Oxitec, la filiale d’Intrexon [1] qui a déjà disséminé des millions de moustiques génétiquement modifiés principalement au Brésil [2], attendait le feu vert pour un lâcher aux États-Unis depuis des années. Entre temps, Oxitec avait mis au point un nouveau moustique transgénique (OX5034) et avait donc demandé une nouvelle autorisation de lâcher expérimental aux autorités étasuniennes. Ce deuxième moustique OGM n’a été testé, à notre connaissance, que dans deux localités brésiliennes, Juiz de Fora et Indaiatuba.

Le 1er mai 2020, l’agence étasunienne à la protection de l’environnement (EPA) a décidé d’autoriser des lâchers expérimentaux avec ce nouveau moustique transgénique [3]. Contrairement à son prédécesseur, le moustique transgénique OX513A, la progéniture mâle de ce dernier-né survit, indique Oxitec, ce qui permet des cycles d’accouplements supplémentaires. Cependant, cette fonction multi-générationnelle de l’OX5034 est limitée dans le temps, car de moins en moins de mâles transmettent leurs gènes auto-limitants aux générations suivantes. Dans les deux cas, les femelles ne sont pas censées être relâchées dans la nature. Pour les mâles, la modification consiste notamment en l’ajout d’un transgène qui produit une protéine [4] de façon homozygote, alors que pour les femelles, le gène n’est présent qu’en un seul exemplaire, rendant cette dernière incapable de vivre sans la présence de tétracycline [5].

Le projet est, pour l’EPA, un « moyen de réduire les populations de moustiques pour protéger la santé publique contre les maladies transmises par les moustiques ». Le communiqué continue : « pour relever de front les défis de santé publique d’aujourd’hui, la nation doit faciliter l’innovation et faire progresser la science autour de nouveaux outils et approches pour mieux protéger la santé de tous les Américains ».

Les moustiques OGM sont-ils des médicaments ou des pesticides ?


Début mai 2020, la Food and Drug Administration (FDA), qui évaluait les moustiques transgéniques d’Oxitec depuis 2011, a transféré le pouvoir d’autorisation à l’EPA. Les insectes d’Oxitec ont donc changé de statut : ils sont désormais considérés comme un pesticide – utilisé pour supprimer les populations de moustiques sauvages – et non plus comme un médicament utilisé pour prévenir les maladies vectorielles comme le palu ou Zika. Ce changement de procédure permet d’accélérer la procédure d’autorisation. En effet, contrairement à la FDA, l’EPA est tenue par la loi fédérale d’examiner les nouveaux pesticides « aussi rapidement que », ce que la loi définit comme un délai de douze mois après le dépôt d’une demande.

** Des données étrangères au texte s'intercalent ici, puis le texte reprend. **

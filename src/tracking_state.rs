//! Mutable per-session aggregate.
//!
//! Fields are partitioned by the producer that writes them:
//!   - location fixes: distance, altitude, pace, location history
//!   - accelerometer (through `PeakDetector`): magnitude, cadence, steps, movement
//!   - gyroscope: rotation rate
//!   - classification tick: current activity
//!
//! The session wraps the whole struct in one mutex, so every update below runs
//! as a single critical section and readers never see half-applied fixes.

use std::collections::VecDeque;

use geo::{HaversineDistance, Point};
use serde::{Deserialize, Serialize};

use crate::types::{ActivityType, LocationSample};

/// Capacity of the recent-location history
pub const RECENT_LOCATION_CAPACITY: usize = 100;

#[derive(Clone, Debug, Serialize, Deserialize)]
pub struct TrackingState {
    pub start_time_ms: i64,
    pub end_time_ms: Option<i64>,
    pub is_active: bool,

    // Location-owned
    pub total_distance: f64,
    pub total_altitude_gain: f64,
    /// Meters per minute since session start
    pub pace: f64,
    pub current_location: Option<LocationSample>,
    pub last_location: Option<LocationSample>,
    pub recent_locations: VecDeque<LocationSample>,
    /// Most recent valid (> 0) altitude, `None` until the first one arrives
    pub last_altitude: Option<f64>,

    // Accelerometer-owned
    pub step_count: u64,
    /// Steps per minute, instantaneous
    pub cadence: f64,
    pub accelerometer_magnitude: f64,
    pub movement_detected: bool,
    pub last_movement_time_ms: Option<i64>,

    // Gyroscope-owned
    pub rotation_rate: f64,

    // Classification-owned
    pub current_activity: ActivityType,
}

impl TrackingState {
    /// Fresh, zeroed state for a session starting at `start_time_ms`
    pub fn new(start_time_ms: i64) -> Self {
        Self {
            start_time_ms,
            end_time_ms: None,
            is_active: true,
            total_distance: 0.0,
            total_altitude_gain: 0.0,
            pace: 0.0,
            current_location: None,
            last_location: None,
            recent_locations: VecDeque::with_capacity(RECENT_LOCATION_CAPACITY),
            last_altitude: None,
            step_count: 0,
            cadence: 0.0,
            accelerometer_magnitude: 0.0,
            movement_detected: false,
            last_movement_time_ms: None,
            rotation_rate: 0.0,
            current_activity: ActivityType::Unknown,
        }
    }

    /// Placeholder state held by an idle session that has never started.
    /// Zero-length, so derived durations and calories stay at zero.
    pub fn idle() -> Self {
        let mut state = Self::new(0);
        state.finish(0);
        state
    }

    /// Apply a location fix. Returns false when the fix was discarded.
    pub fn apply_location(&mut self, fix: &LocationSample) -> bool {
        if !fix.has_valid_position() {
            return false;
        }

        self.current_location = Some(fix.clone());

        if let Some(prev) = self.last_location.as_ref() {
            let delta = surface_distance(prev, fix);
            if delta.is_finite() && delta > 0.0 {
                self.total_distance += delta;
            }
        }

        if self.recent_locations.len() >= RECENT_LOCATION_CAPACITY {
            self.recent_locations.pop_front();
        }
        self.recent_locations.push_back(fix.clone());
        self.last_location = Some(fix.clone());

        if let Some(altitude) = fix.valid_altitude() {
            if let Some(prev_altitude) = self.last_altitude {
                let climb = altitude - prev_altitude;
                if climb > 0.0 {
                    self.total_altitude_gain += climb;
                }
            }
            self.last_altitude = Some(altitude);
        }

        let elapsed_minutes = (fix.timestamp_ms - self.start_time_ms) as f64 / 60_000.0;
        if self.total_distance > 0.0 && elapsed_minutes > 0.0 {
            self.pace = self.total_distance / elapsed_minutes;
        }

        true
    }

    /// Gyroscope update: rotation rate is instantaneous, never accumulated
    pub fn apply_rotation(&mut self, rotation_rate: f64) {
        self.rotation_rate = rotation_rate;
    }

    /// Current fix speed, if any fix has arrived
    pub fn current_speed(&self) -> Option<f64> {
        self.current_location.as_ref().map(|loc| loc.speed)
    }

    /// Session duration up to `now_ms`, or up to the end time once stopped
    pub fn elapsed_ms(&self, now_ms: i64) -> i64 {
        let end = self.end_time_ms.unwrap_or(now_ms);
        (end - self.start_time_ms).max(0)
    }

    pub fn elapsed_minutes(&self, now_ms: i64) -> f64 {
        self.elapsed_ms(now_ms) as f64 / 60_000.0
    }

    /// Mean ground speed over the session in m/s
    pub fn average_speed(&self, now_ms: i64) -> f64 {
        let secs = self.elapsed_ms(now_ms) as f64 / 1000.0;
        if secs > 0.0 {
            self.total_distance / secs
        } else {
            0.0
        }
    }

    /// Mark the session finished. Totals are kept for the final snapshot.
    pub fn finish(&mut self, end_time_ms: i64) {
        self.is_active = false;
        self.end_time_ms = Some(end_time_ms);
    }
}

impl Default for TrackingState {
    fn default() -> Self {
        Self::idle()
    }
}

/// Great-circle distance between two fixes in meters
pub fn surface_distance(a: &LocationSample, b: &LocationSample) -> f64 {
    let p1 = Point::new(a.longitude, a.latitude);
    let p2 = Point::new(b.longitude, b.latitude);
    p1.haversine_distance(&p2)
}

La FDA n’a aucun calendrier à respecter.

Plus d’un milliard de moustiques seront lâchés

Le but de ces lâchers, affirme l’EPA, est de tester l’efficacité des moustiques transgéniques d’Oxitec. Il s’agit donc d’une première étape avant des lâchers plus conséquents. L’EPA précise également que « l’entreprise doit recevoir l’approbation des deux états et des autorités locales avant de procéder aux essais sur le terrain ». Le 15 juin 2020, le ministère de l’Agriculture et des services au consommateur de la Floride [6], soutenu entre autre par le ministère de l’Environnement de Floride, le ministère de la Santé de Floride, la Commission en charge de la Conservation de la faune sauvage, a accordé son autorisation. Et, le 20 août 2020, c’est le Bureau des Commissaires du Florida Keys Mosquito Control District (FKMCD) a validé (4 vois pour, une voix contre) le projet de dissémination dans l’environnement de ces millions de moustiques OGM [7]. Au cours de ce vote, les opposants ont à nouveau tenté de faire entendre leur crainte. A l’instar de Max Moreno, expert en maladies transmises par les moustiques de l’université de l’Indiana, ils doutent aussi de l’efficacité de ce moustique : « Les moustiques créés en laboratoire n’ont pas passé par un processus de sélection naturelle, dans lequel seuls les plus forts survivent et s’accouplent. Une fois qu’ils sont relâchés dans l’environnement, seront-ils aussi aptes que les mâles naturels et seront-ils capables de leur faire concurrence pour s’accoupler ».

Les ministères texans, eux, n’ont pas encore délibérés.

Les essais sont prévus dans le comté de Monroe, en Floride, à partir de l’été 2020 et pour deux ans (508 560 000 moustiques annuellement sur une surface de près de 1300 hectares), et dans le comté de Harris, au Texas, à partir de 2021 et pour un an (249 600 000 moustiques sur un peu moins de 150 hectares). Ce qui fera au final sur ces deux territoires et pour ces deux années, près de 1,3 milliard de moustiques potentiellement relâchés.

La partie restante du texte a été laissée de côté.